EXCERPTED RECORDS
____

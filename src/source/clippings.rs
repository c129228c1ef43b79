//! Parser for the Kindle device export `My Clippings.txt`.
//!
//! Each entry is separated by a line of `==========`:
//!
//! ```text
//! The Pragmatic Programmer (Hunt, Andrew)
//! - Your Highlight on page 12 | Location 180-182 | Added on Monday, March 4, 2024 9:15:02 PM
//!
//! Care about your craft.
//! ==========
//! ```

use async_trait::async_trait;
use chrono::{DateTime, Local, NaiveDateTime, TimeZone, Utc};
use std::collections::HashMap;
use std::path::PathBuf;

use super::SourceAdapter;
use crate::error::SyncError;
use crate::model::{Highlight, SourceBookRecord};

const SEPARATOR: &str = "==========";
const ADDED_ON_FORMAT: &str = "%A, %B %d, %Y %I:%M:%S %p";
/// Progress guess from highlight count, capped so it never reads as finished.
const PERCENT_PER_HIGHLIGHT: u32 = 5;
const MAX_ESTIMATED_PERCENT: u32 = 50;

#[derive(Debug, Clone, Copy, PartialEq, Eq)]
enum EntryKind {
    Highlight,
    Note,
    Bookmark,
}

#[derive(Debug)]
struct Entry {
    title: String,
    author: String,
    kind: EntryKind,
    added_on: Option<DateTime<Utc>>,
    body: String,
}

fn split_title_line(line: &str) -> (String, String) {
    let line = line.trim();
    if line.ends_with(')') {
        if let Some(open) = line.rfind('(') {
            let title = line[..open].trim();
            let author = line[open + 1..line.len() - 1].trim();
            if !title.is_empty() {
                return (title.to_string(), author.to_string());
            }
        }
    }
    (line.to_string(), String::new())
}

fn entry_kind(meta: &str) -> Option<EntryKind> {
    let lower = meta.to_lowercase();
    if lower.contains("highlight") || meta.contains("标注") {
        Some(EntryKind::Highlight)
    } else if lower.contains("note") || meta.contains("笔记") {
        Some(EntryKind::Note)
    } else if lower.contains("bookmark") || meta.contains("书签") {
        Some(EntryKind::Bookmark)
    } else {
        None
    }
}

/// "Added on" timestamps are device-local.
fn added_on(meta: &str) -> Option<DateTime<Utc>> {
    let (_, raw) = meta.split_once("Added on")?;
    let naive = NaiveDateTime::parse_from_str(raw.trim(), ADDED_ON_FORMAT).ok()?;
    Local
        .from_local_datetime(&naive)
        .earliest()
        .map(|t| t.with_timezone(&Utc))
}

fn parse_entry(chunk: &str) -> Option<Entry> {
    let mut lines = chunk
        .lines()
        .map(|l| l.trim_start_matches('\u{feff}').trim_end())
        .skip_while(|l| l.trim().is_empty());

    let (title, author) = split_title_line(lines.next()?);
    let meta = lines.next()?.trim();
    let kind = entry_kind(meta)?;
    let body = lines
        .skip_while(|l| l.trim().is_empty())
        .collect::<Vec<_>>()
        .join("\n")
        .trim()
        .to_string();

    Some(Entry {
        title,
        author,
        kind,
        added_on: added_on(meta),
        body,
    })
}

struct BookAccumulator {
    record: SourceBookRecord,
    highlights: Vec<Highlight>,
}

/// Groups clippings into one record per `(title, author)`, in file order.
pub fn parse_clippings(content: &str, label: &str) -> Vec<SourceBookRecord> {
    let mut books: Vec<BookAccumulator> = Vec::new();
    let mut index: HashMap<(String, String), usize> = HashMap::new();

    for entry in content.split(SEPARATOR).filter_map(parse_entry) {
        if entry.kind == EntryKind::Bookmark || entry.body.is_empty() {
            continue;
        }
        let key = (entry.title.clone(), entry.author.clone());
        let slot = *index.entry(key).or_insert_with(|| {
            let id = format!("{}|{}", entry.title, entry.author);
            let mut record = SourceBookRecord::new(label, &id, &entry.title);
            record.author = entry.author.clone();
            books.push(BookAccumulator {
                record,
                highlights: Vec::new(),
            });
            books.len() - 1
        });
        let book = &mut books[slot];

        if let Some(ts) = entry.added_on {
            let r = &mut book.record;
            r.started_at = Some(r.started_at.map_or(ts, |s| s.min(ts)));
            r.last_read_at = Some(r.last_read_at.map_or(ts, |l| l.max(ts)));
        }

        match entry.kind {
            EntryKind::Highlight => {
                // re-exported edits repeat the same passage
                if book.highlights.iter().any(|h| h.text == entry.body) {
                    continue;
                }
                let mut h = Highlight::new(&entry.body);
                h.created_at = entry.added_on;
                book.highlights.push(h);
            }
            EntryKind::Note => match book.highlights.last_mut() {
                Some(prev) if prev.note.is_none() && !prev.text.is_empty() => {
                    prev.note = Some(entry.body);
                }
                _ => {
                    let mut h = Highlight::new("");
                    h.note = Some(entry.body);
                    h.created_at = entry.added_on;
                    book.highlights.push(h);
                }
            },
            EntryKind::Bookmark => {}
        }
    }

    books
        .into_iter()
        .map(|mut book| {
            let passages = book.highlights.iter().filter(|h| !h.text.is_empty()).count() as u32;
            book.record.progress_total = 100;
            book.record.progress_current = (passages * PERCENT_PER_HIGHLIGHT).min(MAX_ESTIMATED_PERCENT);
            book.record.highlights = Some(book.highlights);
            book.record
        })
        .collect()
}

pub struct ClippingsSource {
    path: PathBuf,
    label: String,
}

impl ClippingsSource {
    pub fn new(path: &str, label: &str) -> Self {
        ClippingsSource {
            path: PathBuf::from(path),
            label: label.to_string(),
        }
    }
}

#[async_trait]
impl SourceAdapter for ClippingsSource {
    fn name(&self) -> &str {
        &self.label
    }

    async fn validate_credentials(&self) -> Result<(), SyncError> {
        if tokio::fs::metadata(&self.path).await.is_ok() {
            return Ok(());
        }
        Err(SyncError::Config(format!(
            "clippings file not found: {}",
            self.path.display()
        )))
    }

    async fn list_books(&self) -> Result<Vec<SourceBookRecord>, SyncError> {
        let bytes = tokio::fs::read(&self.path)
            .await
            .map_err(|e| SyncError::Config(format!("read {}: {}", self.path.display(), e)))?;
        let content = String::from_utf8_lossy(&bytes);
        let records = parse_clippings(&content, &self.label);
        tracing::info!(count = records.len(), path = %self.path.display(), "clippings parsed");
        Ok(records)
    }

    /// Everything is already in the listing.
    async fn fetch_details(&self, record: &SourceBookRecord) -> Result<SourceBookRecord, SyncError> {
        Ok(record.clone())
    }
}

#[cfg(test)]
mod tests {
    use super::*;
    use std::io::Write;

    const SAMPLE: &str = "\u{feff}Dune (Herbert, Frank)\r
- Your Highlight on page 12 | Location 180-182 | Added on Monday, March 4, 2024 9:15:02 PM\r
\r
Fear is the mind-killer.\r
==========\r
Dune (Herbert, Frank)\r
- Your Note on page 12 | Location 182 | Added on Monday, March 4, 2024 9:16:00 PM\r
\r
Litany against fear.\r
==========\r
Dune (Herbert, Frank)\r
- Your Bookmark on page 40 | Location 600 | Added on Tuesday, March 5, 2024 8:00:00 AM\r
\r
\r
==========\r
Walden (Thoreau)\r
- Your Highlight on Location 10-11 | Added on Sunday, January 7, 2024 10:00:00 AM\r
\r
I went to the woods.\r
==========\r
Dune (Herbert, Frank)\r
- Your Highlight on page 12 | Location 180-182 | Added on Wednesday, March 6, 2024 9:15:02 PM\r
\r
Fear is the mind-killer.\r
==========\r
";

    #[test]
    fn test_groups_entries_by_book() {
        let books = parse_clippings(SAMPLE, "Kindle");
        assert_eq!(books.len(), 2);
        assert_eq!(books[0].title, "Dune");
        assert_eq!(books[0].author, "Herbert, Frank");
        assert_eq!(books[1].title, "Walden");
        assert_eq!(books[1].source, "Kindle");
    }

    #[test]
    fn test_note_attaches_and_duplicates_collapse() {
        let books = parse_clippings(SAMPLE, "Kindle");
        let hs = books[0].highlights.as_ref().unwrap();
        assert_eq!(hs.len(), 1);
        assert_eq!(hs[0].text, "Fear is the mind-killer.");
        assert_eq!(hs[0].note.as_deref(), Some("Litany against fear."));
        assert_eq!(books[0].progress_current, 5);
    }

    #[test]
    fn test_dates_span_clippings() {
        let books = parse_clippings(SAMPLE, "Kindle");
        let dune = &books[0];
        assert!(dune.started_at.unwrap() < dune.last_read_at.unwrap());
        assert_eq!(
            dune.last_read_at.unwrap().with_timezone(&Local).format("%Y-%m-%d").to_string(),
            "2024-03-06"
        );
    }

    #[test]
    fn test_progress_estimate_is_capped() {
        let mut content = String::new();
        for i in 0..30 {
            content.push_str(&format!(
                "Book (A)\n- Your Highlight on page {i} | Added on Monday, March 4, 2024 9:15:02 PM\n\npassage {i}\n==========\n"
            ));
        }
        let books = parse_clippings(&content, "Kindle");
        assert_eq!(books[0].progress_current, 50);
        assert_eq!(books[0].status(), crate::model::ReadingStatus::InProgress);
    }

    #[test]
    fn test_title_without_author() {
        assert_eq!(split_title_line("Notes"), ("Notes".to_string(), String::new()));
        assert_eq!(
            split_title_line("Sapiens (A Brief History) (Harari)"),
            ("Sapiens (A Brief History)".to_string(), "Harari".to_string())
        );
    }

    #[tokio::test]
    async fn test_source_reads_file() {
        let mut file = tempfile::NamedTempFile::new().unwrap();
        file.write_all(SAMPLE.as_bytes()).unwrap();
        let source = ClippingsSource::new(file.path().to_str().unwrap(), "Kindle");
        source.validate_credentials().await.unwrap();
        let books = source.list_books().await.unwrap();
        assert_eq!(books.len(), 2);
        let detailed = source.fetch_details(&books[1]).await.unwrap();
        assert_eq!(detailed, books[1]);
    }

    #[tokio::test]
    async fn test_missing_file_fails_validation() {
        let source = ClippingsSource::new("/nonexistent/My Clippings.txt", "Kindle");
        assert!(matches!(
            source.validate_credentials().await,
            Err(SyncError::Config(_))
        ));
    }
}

____

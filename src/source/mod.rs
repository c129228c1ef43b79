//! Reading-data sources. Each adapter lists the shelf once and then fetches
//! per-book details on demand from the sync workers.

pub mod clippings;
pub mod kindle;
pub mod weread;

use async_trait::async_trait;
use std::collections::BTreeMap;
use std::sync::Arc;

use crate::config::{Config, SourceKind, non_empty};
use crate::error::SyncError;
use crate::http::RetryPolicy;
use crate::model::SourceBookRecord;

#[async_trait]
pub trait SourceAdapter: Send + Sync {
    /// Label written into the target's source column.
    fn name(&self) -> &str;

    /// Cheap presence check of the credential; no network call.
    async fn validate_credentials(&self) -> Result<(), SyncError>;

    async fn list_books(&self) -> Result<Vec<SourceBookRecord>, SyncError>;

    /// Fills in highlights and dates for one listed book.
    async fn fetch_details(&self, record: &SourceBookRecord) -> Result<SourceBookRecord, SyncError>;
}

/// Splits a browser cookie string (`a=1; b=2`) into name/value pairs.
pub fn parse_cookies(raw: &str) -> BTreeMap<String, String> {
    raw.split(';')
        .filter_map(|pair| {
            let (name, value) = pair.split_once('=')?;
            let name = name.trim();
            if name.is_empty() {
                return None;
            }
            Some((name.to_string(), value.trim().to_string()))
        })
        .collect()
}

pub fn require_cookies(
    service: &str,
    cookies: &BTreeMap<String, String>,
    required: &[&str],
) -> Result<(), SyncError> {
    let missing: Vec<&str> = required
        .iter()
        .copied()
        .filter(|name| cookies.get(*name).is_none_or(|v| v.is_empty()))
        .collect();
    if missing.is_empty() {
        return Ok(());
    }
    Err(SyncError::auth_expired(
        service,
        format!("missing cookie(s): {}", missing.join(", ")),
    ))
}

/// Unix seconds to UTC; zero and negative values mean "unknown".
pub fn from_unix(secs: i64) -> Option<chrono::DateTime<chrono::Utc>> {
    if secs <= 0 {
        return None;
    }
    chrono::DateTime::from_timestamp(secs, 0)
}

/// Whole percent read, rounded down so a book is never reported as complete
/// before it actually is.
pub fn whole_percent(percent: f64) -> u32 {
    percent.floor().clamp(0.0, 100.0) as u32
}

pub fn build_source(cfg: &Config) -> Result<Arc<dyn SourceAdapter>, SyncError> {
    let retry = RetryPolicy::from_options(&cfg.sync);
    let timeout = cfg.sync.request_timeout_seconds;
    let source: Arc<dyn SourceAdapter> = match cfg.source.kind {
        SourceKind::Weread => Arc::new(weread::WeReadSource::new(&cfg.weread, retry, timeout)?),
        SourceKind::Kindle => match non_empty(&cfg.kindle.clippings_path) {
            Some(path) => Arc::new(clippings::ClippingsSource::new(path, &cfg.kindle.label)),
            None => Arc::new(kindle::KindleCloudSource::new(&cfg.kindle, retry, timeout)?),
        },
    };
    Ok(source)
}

____

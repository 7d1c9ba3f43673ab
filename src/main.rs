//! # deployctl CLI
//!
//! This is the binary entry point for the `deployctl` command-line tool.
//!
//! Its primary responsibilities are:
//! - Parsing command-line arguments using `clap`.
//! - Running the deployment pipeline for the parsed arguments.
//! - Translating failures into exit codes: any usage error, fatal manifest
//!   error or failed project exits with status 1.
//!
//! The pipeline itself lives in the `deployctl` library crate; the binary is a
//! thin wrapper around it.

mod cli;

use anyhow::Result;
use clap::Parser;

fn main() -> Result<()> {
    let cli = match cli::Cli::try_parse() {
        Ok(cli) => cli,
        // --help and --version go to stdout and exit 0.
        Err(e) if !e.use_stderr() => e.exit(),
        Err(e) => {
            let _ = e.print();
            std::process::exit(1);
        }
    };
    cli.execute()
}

____

WORK ITEM
Your reply should be a single number: how many lines in the entries above hold the string "display".

EXERCISE RESPONSE
3